The NIH Agency Single Qualification Standard is used when the job title is Health Scientist Administrator with any parenthetical. The OPM Standard external link is to be used for all other 601 positions.

In this document:

What is a Health Scientist Administrator (HSA)?
Basic Requirements and How to Qualify at the GS-12, GS-13, GS-14, or GS-15

What is a Health Scientist Administrator (HSA)?

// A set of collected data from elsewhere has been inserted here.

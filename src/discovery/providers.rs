//! Anchors pointing at well-known syndication redirectors and aggregators.

use std::sync::LazyLock;

use regex::Regex;
use scraper::{Html, Selector};
use tracing::debug;
use url::Url;

use crate::discovery::{anchor_title, insert_feed, SourceMap};
use crate::urls::resolve;

#[derive(Debug, Clone, Copy, PartialEq, Eq)]
pub enum HrefRule {
    /// The anchor's href is the feed URL.
    Direct,
    /// The feed URL follows the matched prefix (aggregator subscribe links).
    AfterMatch,
}

#[derive(Debug, Clone, Copy)]
pub struct ProviderPattern {
    pub name: &'static str,
    pub pattern: &'static str,
    pub rule: HrefRule,
}

/// Matched in order; a later provider overwrites an earlier one on the same URL.
pub const PROVIDER_PATTERNS: &[ProviderPattern] = &[
    ProviderPattern {
        name: "Feedly",
        pattern: r"^https?://(www\.)?feedly\.com/i/subscription/feed/",
        rule: HrefRule::AfterMatch,
    },
    ProviderPattern {
        name: "FeedBurner",
        pattern: r"feedburner",
        rule: HrefRule::Direct,
    },
    ProviderPattern {
        name: "Site",
        pattern: r"^/(feed|rss)",
        rule: HrefRule::Direct,
    },
    ProviderPattern {
        name: "FeedBlitz",
        pattern: FEEDBLITZ_PATTERN,
        rule: HrefRule::Direct,
    },
];

const FEEDBLITZ_PATTERN: &str = r"^https?://feeds\.feedblitz\.com/";
/// Query forced onto FeedBlitz URLs so repeated runs land on one key.
const FEEDBLITZ_QUERY: &str = "x=1";

static COMPILED: LazyLock<Vec<(ProviderPattern, Regex)>> = LazyLock::new(|| {
    PROVIDER_PATTERNS
        .iter()
        .map(|p| {
            let regex = Regex::new(p.pattern).expect("provider pattern is valid");
            (*p, regex)
        })
        .collect()
});

static FEEDBLITZ: LazyLock<Regex> =
    LazyLock::new(|| Regex::new(FEEDBLITZ_PATTERN).expect("feedblitz pattern is valid"));

static ANCHORS: LazyLock<Selector> =
    LazyLock::new(|| Selector::parse("a[href]").expect("anchor selector is valid"));

pub fn is_feedblitz_url(url: &Url) -> bool {
    FEEDBLITZ.is_match(url.as_str())
}

/// Apply provider-specific URL rewrites. Only FeedBlitz has one.
pub fn force_provider_query(url: &mut Url) {
    if is_feedblitz_url(url) && url.query() != Some(FEEDBLITZ_QUERY) {
        url.set_query(Some(FEEDBLITZ_QUERY));
    }
}

pub fn find(page_url: &Url, page: &Html) -> SourceMap {
    let mut found = SourceMap::new();

    for (provider, regex) in COMPILED.iter() {
        let mut index = 0;
        for anchor in page.select(&ANCHORS) {
            let Some(href) = anchor.value().attr("href").map(str::trim) else {
                continue;
            };
            let Some(matched) = regex.find(href) else {
                continue;
            };

            let url = match provider.rule {
                HrefRule::Direct => resolve(page_url, href),
                HrefRule::AfterMatch => Url::parse(&href[matched.end()..]).map_err(Into::into),
            };
            let url = match url {
                Ok(url) => url,
                Err(e) => {
                    debug!(provider = provider.name, href, error = %e, "skipping provider link");
                    continue;
                }
            };

            let title = anchor_title(&anchor).unwrap_or_else(|| {
                let placeholder = format!("{} Feed {}", provider.name, index);
                index += 1;
                placeholder
            });

            insert_feed(&mut found, url, title);
        }
    }

    found
}
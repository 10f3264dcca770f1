pub mod document;
pub mod frequency;
pub mod normalizer;
pub mod sanitizer;

pub use document::{AtomEntry, AtomFeed, Document, RssChannel, RssItem};
pub use frequency::analyze;
pub use normalizer::{BuildOptions, FeedNormalizer, FetchMetadata, NULL_ITEMS_ERROR};
pub use sanitizer::sanitize_basic;
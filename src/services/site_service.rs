use crate::discovery::{DiscoveryOptions, FeedHunter};
use crate::domain::{DiscoveryErrorKind, DiscoveryFailure, DiscoveryResult, Website};
use crate::http::HttpClient;

const CONNECTION_HINT: &str = "Unable to connect. Try HTTPS?";

/// Site-level entry points: feed discovery and a website summary.
pub struct SiteService<C: HttpClient> {
    hunter: FeedHunter<C>,
}

impl<C: HttpClient> SiteService<C> {
    pub fn new(client: C) -> Self {
        Self {
            hunter: FeedHunter::new(client),
        }
    }

    pub fn discover(&self, url: &str, options: &DiscoveryOptions) -> DiscoveryResult {
        self.hunter.discover(url, options)
    }

    /// Fetch the page once, then report its title and the feeds found on it.
    pub fn inspect(&self, url: &str, options: &DiscoveryOptions) -> Website {
        let site = Website::new(url);
        match self.hunter.fetch_page(url) {
            Ok(page) => {
                let result = self.hunter.discover_in_page(&page.url, &page.html, options);
                site.with_title(page.title()).with_discovery(result)
            }
            Err(e) if e.is_connection() => site.with_error(DiscoveryFailure {
                message: CONNECTION_HINT.to_string(),
                kind: DiscoveryErrorKind::Connection,
            }),
            Err(e) => site.with_error(DiscoveryFailure {
                message: e.to_string(),
                kind: DiscoveryErrorKind::General,
            }),
        }
    }
}
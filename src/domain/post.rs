use chrono::{DateTime, Utc};
use serde::{Deserialize, Serialize};

#[derive(Debug, Clone, Default, PartialEq, Serialize, Deserialize)]
pub struct Post {
    pub url: Option<String>,
    pub title: Option<String>,
    pub published_date: Option<DateTime<Utc>>,
    pub content: Option<String>,
    pub links: Vec<String>,
    pub comments_url: Option<String>,
    /// Best-effort identity used to spot the same entry across fetches.
    /// Not guaranteed to be unique.
    pub canonical_id: Option<String>,
    pub error: Option<String>,
}

impl Post {
    pub fn has_error(&self) -> bool {
        self.error.is_some()
    }
}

The Public Health Service (PHS), a component of the U.S. Department of Health and Human Services, consists of several agencies, each responsible for administering programs of essential importance to the Nation's health. One of these agencies, the National Institutes of Health (NIH), has major responsibilities for conduct and support of state-of-the-art research and associated research training in both the biomedical and behavioral sciences. Areas of interest include basic research focused on the development of new knowledge in such fields as genetics, cellular and molecular biology, chemistry and biomedical engineering, as well as more targeted research studies focused on the development of new and more effective methods to diagnose, treat, and prevent a host of human health problems ranging from cancer, AIDS, arthritis and heart disease to alcoholism, drug abuse, osteoporosis and psychiatric disorders.

Although a small amount of research training supported by the NIH is performed intramurally, a much larger portion is conducted at universities, medical schools, and other research organizations located throughout the country. Indeed, the NIH devotes more than 80 percent of its annual budget to activities performed by non-Federal Government institutions under grants, fellowships, and R&D contracts.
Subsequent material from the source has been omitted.